Fable Legends is a cancelled cooperative action role-playing video game developed by Lionhead Studios and projected to be published by Microsoft Studios for Microsoft Windows and Xbox One. Microsoft cancelled the game on 7 March 2016. The servers shut down on 13 April.

Gameplay
Fable Legends was based around four Heroes and a Villain. Each role may be filled by a player via online multiplayer or by an AI. The same game experience was possible regardless of multiplayer or single player (with four AI). All of the game's story and quests could have been played single player, using AI heroes as sidekicks or enemies. It was possible to play through the game's content as either a Hero or as a Villain.

During each quest, the four Hero characters must use teamwork to succeed in their objectives, while the Villain player opposes them with an army of creatures.

Heroes
Each Hero in Fable Legends was to be a unique character with unique abilities, powers, and gameplay. Several playable heroes were  identified as: Sterling, a Prince Charming type of character, who flourishes a rapier and wise cracks; Winter, who is focused on will-based abilities and ice attacks; Rook, focusing on ranged combat with a crossbow; and Inga, a paladin-like character wearing heavy armor, and wielding a sword and shield. Players can customise any Hero, ranging from colour and aces to outfits. Customisations would have been unlocked either with earned in-game silver (in game currency), or by purchasing them with real life money. Some cosmetic items may have only been purchasable.

Hero Rotation
A limited amount of heroes would have been available for free at a given time, after which a new set of heroes would take their place for everybody to play for a period of time. Heroes could have also been purchased for permanent access by earned in-game currency or by real-life currency.

Villains
The villain player controls the nature of the quest the hero characters embark on, such as where enemies spawn, how aggressive they are, when the boss will come lumbering out of its lair, when to bring down an impassable portcullis or lay a trap to separate heroes from each other to thwart them. The Villain has a certain amount of "creature points", which he uses during a setup phase to plan his strategy. Each creature costs a certain number of points to summon. During setup, the Villain can also place a certain number of interactive objects in the quest, such as traps and gates.

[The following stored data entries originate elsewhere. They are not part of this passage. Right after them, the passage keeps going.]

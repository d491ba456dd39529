use std::fmt;

/// Per-file pipeline states, in the only order they may occur.
#[derive(Debug, Clone, Copy, PartialEq, Eq, Hash, PartialOrd, Ord)]
pub enum Stage {
    Detected,
    Stabilizing,
    Extracting,
    Classified,
    Relocating,
    /// Terminal for every accepted file.
    Logged,
}

impl Stage {
    pub const ORDER: [Stage; 6] = [
        Stage::Detected,
        Stage::Stabilizing,
        Stage::Extracting,
        Stage::Classified,
        Stage::Relocating,
        Stage::Logged,
    ];

    pub fn as_str(&self) -> &'static str {
        match self {
            Stage::Detected => "detected",
            Stage::Stabilizing => "stabilizing",
            Stage::Extracting => "extracting",
            Stage::Classified => "classified",
            Stage::Relocating => "relocating",
            Stage::Logged => "logged",
        }
    }

    pub fn next(&self) -> Option<Stage> {
        let index = Self::ORDER.iter().position(|s| s == self)?;
        Self::ORDER.get(index + 1).copied()
    }

    pub fn is_terminal(&self) -> bool {
        matches!(self, Stage::Logged)
    }
}

impl fmt::Display for Stage {
    fn fmt(&self, f: &mut fmt::Formatter<'_>) -> fmt::Result {
        f.write_str(self.as_str())
    }
}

Once the battle has begun, the Villain player focuses on ordering his creatures about in real time in a similar manner to an RTS game. He can order the creatures to attack a specific Hero, to activate special abilities, and to position for ambushes. During combat, he can also activate gates to damage and split up the Heroes, and use his traps to distract and wound them.

Social play
Like other games in the series, Fable Legends would allow players to interact with villagers and customize their characters with weapons, looks, armour, abilities and more. In the hub-city of Brightlodge, players would have had the opportunity to partake in jobs, play mini-games and enjoy pub games. Once the player selects a quest, they would be sent out into the world.

Platforms
Since the game has multiplayer capabilities, players would require an active Xbox Live subscription to play on Xbox One. On Windows 10, it was set to have a free-to-play model.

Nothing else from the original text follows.